A security policy consists of a strategy and an implementation. Developing a security policy is a business decision, not a technology decision. It has to be made by balancing risks against costs.
The SOC’s job is two-fold: it monitors the events generated by the security policy across the enterprise; and it verifies that the policy is being applied correctly in the face of steady changes to operations. This applies to traditional SOCs as well as iSOCs.
2. Data Collection
Data collection, or network instrumentation, is the first task in building a SOC, and it’s a significantly different challenge in the OT world. You generally can’t install software agents on machines, devices, PLCs, and other industrial equipment. But it’s also very problematic to install extensive security-software stacks on engineering workstations or computers running applications supplied by OT vendors.
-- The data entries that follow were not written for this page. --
//! Property-based tests for game mechanics.
//!
//! These tests verify properties of play enumeration and combat over random
//! rules and random games.
//! Run with: cargo test --release prop_game

#![allow(missing_docs)]
#![allow(clippy::unwrap_used)]

use std::collections::HashSet;
use std::sync::Arc;
use std::time::Duration;

use proptest::prelude::*;

use landgrab::game::{
    PipelineConfig, candidate_count, canonical, check_invariants, is_legal_play, legal_plays,
    legal_plays_par, legal_plays_stream,
};
use landgrab::{Cell, Direction, Move, Piece, Play, Player, PlayerSlot, Rules, State};

fn idle() -> Arc<dyn Player> {
    Arc::new(|_: &State| -> Play { Play::new() })
}

prop_compose! {
    fn arb_rules()(
        piece_count in 1u32..=3,
        life in 1i32..=3,
        damage in 1i32..=2,
        life_growth in 0i32..=2,
        damage_growth in 0i32..=2,
    ) -> Rules {
        Rules::new(
            Duration::from_secs(30),
            piece_count,
            life,
            damage,
            life_growth,
            damage_growth,
        )
        .unwrap()
    }
}

/// Play a game by picking the legal play at each chosen index.
fn play_game(rules: Rules, choices: &[usize]) -> Vec<State> {
    let mut states = vec![State::new(rules, idle(), idle())];
    for &choice in choices {
        let state = states.last().unwrap();
        if state.winner() != PlayerSlot::NoPlayer {
            break;
        }
        let plays = legal_plays(state);
        let next = state.next_state_with_play(&plays[choice % plays.len()]);
        states.push(next);
    }
    states
}

/// Every legal play, built piece by piece from the move rules alone.
fn brute_force_plays(state: &State) -> HashSet<Play> {
    let size = state.rules().board_size();
    let mover = state.current_player();
    let mut plays: Vec<Vec<(Move, Cell)>> = vec![Vec::new()];
    for piece in state.current_player_pieces() {
        let from = state.cell_for_piece(piece).unwrap();
        let mut extended = Vec::new();
        for partial in &plays {
            extended.push(partial.clone());
            for direction in Direction::ALL {
                let to = from.step(direction);
                let friendly = state
                    .piece_for_cell(to)
                    .is_some_and(|p| state.player_for_piece(p) == mover);
                let claimed = partial.iter().any(|(_, cell)| *cell == to);
                if to.on_board(size) && !friendly && !claimed {
                    let mut play = partial.clone();
                    play.push((Move::new(piece, direction), to));
                    extended.push(play);
                }
            }
        }
        plays = extended;
    }
    plays
        .into_iter()
        .map(|p| canonical(&p.into_iter().map(|(m, _)| m).collect::<Play>()))
        .collect()
}

fn arb_direction() -> impl Strategy<Value = Direction> {
    prop::sample::select(Direction::ALL.to_vec())
}

proptest! {
    #![proptest_config(ProptestConfig::with_cases(200))]

    /// Every enumerated play is legal, uses each piece once and is distinct.
    #[test]
    fn prop_enumeration_sound(
        rules in arb_rules(),
        choices in prop::collection::vec(any::<usize>(), 0..12)
    ) {
        let states = play_game(rules, &choices);
        let state = states.last().unwrap();
        let plays = legal_plays(state);

        prop_assert!(!plays.is_empty());
        prop_assert!(plays.len() <= candidate_count(state).unwrap());

        let mut seen = HashSet::new();
        for play in &plays {
            prop_assert!(is_legal_play(state, play));
            let ids: HashSet<_> = play.iter().map(|m| m.piece().id()).collect();
            prop_assert_eq!(ids.len(), play.len());
            prop_assert!(seen.insert(canonical(play)));
        }
    }

    /// Enumeration finds every legal play of any reachable state.
    #[test]
    fn prop_enumeration_complete(
        rules in arb_rules(),
        choices in prop::collection::vec(any::<usize>(), 0..12)
    ) {
        let states = play_game(rules, &choices);
        let state = states.last().unwrap();
        let plays: HashSet<_> = legal_plays(state).iter().map(|p| canonical(p)).collect();
        prop_assert_eq!(plays, brute_force_plays(state));
    }

    /// A transition never changes the state it was made from.
    #[test]
    fn prop_transition_leaves_source_unchanged(
        rules in arb_rules(),
        choices in prop::collection::vec(any::<usize>(), 1..12)
    ) {
        let states = play_game(rules, &choices);
        let state = states.last().unwrap();
        let before = state.clone();
        let pieces = state.pieces();
        let cells: Vec<_> = pieces.iter().map(|&p| state.cell_for_piece(p)).collect();

        for play in legal_plays(state).iter().take(16) {
            let _ = state.next_state_with_play(play);
        }

        prop_assert_eq!(state, &before);
        prop_assert_eq!(state.pieces(), pieces.clone());
        let after: Vec<_> = pieces.iter().map(|&p| state.cell_for_piece(p)).collect();
        prop_assert_eq!(after, cells);
    }

    /// Remaining counts follow the live pieces and only the defender loses any.
    #[test]
    fn prop_pieces_conserved(
        rules in arb_rules(),
        choices in prop::collection::vec(any::<usize>(), 1..30)
    ) {
        let states = play_game(rules, &choices);
        for pair in states.windows(2) {
            let (before, after) = (&pair[0], &pair[1]);
            let mover = before.current_player();
            let defender = before.next_player();

            prop_assert_eq!(after.remaining(mover), before.remaining(mover));
            prop_assert!(after.remaining(defender) <= before.remaining(defender));
            for slot in [PlayerSlot::Player1, PlayerSlot::Player2] {
                let live = u32::try_from(after.pieces_of(slot).len()).unwrap();
                prop_assert_eq!(after.remaining(slot), live);
            }
            prop_assert!(after.pieces().len() <= before.pieces().len());
            prop_assert!(check_invariants(after).is_empty());
        }
    }

    /// A finished game stays finished whatever is played.
    #[test]
    fn prop_terminal_absorbing(
        rules in arb_rules(),
        choices in prop::collection::vec(any::<usize>(), 0..12),
        extra in prop::collection::vec((1u32..=6, arb_direction()), 0..4)
    ) {
        let states = play_game(rules, &choices);
        let state = states.last().unwrap();

        // Keep only the side to move so the game is decided
        let survivors: Vec<_> = state
            .current_player_pieces()
            .into_iter()
            .map(|p| (state.cell_for_piece(p).unwrap(), p))
            .collect();
        let finished =
            State::from_info(rules, state.current_player(), idle(), idle(), survivors).unwrap();
        prop_assert_ne!(finished.winner(), PlayerSlot::NoPlayer);

        let play: Play = extra
            .into_iter()
            .map(|(id, direction)| Move::new(Piece::new(id, 1, 1), direction))
            .collect();
        let next = finished.next_state_with_play(&play);
        prop_assert_eq!(&next, &finished);
        prop_assert_eq!(next.next_state().winner(), finished.winner());
    }

    /// Arbitrary plays, legal or not, keep the state consistent.
    #[test]
    fn prop_arbitrary_plays_total(
        rules in arb_rules(),
        turns in prop::collection::vec(
            prop::collection::vec((0u32..=7, arb_direction()), 0..5),
            1..20
        )
    ) {
        let mut state = State::new(rules, idle(), idle());
        for moves in turns {
            let play: Play = moves
                .into_iter()
                .map(|(id, direction)| Move::new(Piece::new(id, 1, 1), direction))
                .collect();
            let next = state.next_state_with_play(&play);
            prop_assert!(check_invariants(&next).is_empty());
            if state.winner() == PlayerSlot::NoPlayer {
                prop_assert_eq!(next.turn(), state.turn() + 1);
                prop_assert_eq!(next.current_player(), state.next_player());
            }
            state = next;
        }
    }
}

proptest! {
    #![proptest_config(ProptestConfig::with_cases(32))]

    /// Sequential, parallel and streamed enumeration find the same plays.
    #[test]
    fn prop_enumerations_agree(
        rules in arb_rules(),
        choices in prop::collection::vec(any::<usize>(), 0..8),
        buffer in 1usize..16,
        workers in 1usize..4
    ) {
        let states = play_game(rules, &choices);
        let state = states.last().unwrap();

        let sequential = legal_plays(state);
        prop_assert_eq!(&legal_plays_par(state), &sequential);

        let config = PipelineConfig { buffer, workers };
        let streamed: Vec<_> = legal_plays_stream(state, config).unwrap().collect();
        prop_assert_eq!(streamed.len(), sequential.len());
        let streamed: HashSet<_> = streamed.iter().map(|p| canonical(p)).collect();
        let sequential: HashSet<_> = sequential.iter().map(|p| canonical(p)).collect();
        prop_assert_eq!(streamed, sequential);
    }
}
The general problem here is performance. Security software such as auto-updaters, A/V systems, and so on, very often introduce unacceptable performance and compatibility issues. While a manageable problem in the IT world, these issues can compromise safety and process uptime on the OT side.
What to do? Passively monitor your OT networks, and add some lightweight active monitoring that is tailored for OT. Again, your goal is to start with a sound security policy, and make sure it remains effective across time.
This isn’t terribly difficult in principle, but it requires continuous monitoring of production networks, and knowledgeable experts to interpret the monitoring. If you segregate your OT networks into Purdue-layers, then it can be cost-effective to monitor only the upper layers. But this has to be evaluated in light of the design.
3. Data Analytics
What kinds of things is an iSOC practitioner looking for? Basically, network-metadata and application-data patterns that fall outside norms for that environment. Any kind of unusual connectivity is a trigger. So is any kind of unusual data pattern within the applications. It’s essential to actively monitor the segregation boundaries (whether Purdue layers, firewall/DMZs, or both) for changes in network “reachabilities.” It’s also essential to detect recon activity within your OT networks.
Remember, firewalling doesn’t solve your whole problem. The worst exploits against OT come from well-resourced and smart actors who take advantage of the necessary connectivities between IT and OT.
Once you’ve eliminated obvious problems such as engineering workstations with connections to email and messaging servers, then you’re pretty good with regard to nuisance and casual attacks. But if your operations have any kind of safety impact, then you’re a target for better-resourced attackers.
Exfiltration of production data is an important problem but not a very difficult one. You aren’t going to have too much trouble detecting flows of production data going places they shouldn’t be going.
If you use access control rather than network segmentation to control your production networks, you will have some problems because devices and machines are usually headless. All of these issues need to be addressed by an iSOC.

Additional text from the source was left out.